Dataset entries
☆ ☆ ☆

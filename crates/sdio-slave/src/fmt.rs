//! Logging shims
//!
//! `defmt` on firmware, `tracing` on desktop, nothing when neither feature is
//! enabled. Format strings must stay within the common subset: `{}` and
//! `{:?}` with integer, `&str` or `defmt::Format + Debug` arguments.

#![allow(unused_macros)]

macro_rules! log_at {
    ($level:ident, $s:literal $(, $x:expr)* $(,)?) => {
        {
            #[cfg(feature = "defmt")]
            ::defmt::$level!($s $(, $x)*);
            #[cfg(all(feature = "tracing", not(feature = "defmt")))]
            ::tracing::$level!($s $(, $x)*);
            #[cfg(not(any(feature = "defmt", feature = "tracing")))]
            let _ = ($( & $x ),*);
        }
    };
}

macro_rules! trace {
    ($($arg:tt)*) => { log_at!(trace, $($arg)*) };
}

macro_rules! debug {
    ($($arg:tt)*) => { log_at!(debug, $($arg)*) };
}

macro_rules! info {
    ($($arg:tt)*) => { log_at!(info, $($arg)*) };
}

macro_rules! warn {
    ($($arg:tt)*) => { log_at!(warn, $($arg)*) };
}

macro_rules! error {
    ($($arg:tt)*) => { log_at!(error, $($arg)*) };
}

☆ ☆ ☆

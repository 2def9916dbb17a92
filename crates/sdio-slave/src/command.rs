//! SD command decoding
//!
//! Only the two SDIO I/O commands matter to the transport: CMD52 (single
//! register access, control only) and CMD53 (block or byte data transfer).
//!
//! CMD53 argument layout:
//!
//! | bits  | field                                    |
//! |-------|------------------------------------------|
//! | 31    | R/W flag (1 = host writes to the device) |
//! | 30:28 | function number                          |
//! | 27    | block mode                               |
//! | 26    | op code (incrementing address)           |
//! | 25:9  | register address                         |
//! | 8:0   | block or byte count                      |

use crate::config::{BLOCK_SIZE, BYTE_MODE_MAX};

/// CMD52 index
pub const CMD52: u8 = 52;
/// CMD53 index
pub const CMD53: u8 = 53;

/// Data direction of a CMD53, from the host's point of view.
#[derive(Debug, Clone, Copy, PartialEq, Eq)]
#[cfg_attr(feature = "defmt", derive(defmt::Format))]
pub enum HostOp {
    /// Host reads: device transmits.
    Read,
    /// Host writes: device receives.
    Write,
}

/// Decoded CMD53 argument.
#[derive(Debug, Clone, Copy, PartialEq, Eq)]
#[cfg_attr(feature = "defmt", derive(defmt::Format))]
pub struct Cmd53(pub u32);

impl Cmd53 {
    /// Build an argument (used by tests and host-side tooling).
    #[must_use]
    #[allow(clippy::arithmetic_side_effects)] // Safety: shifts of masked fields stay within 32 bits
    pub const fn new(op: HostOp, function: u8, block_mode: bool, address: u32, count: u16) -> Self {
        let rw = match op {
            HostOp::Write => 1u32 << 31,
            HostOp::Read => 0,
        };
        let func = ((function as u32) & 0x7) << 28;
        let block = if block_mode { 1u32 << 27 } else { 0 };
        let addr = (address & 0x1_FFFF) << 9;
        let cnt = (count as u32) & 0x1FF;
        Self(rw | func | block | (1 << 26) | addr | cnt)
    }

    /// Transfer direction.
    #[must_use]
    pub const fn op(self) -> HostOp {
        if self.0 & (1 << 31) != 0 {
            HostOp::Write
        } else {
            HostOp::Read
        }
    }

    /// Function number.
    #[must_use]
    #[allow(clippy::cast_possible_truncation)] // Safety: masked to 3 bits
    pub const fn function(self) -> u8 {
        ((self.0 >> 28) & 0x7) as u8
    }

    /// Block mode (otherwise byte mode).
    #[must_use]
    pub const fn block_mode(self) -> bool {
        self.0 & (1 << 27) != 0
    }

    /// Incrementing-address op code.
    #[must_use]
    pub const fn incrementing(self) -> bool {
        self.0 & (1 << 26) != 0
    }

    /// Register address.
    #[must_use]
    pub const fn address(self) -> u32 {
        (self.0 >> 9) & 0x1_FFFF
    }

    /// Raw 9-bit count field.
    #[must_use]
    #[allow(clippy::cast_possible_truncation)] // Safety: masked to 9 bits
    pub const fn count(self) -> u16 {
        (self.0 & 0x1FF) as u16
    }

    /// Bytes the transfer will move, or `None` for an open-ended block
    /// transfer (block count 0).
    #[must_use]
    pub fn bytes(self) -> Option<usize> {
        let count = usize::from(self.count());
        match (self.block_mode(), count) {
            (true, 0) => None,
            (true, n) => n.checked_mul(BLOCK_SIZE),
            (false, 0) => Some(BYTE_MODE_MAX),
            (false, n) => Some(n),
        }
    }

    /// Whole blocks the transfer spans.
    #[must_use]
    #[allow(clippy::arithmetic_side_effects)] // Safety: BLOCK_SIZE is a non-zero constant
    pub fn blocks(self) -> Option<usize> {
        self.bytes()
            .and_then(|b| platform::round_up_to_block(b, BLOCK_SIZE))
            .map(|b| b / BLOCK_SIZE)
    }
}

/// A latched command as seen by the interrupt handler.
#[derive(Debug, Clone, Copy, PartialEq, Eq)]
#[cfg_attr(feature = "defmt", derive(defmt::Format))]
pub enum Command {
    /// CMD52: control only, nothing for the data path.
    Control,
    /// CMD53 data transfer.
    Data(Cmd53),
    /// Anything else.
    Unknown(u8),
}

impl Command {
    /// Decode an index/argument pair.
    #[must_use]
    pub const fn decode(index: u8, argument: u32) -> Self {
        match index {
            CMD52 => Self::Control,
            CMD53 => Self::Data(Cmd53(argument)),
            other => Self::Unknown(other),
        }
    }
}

☆ ☆ ☆

Show all lines above holding "address".

Expected output
//! | 26    | op code (incrementing address)           |
//! | 25:9  | register address                         |
    pub const fn new(op: HostOp, function: u8, block_mode: bool, address: u32, count: u16) -> Self {
        let addr = (address & 0x1_FFFF) << 9;
    /// Incrementing-address op code.
    /// Register address.
    pub const fn address(self) -> u32 {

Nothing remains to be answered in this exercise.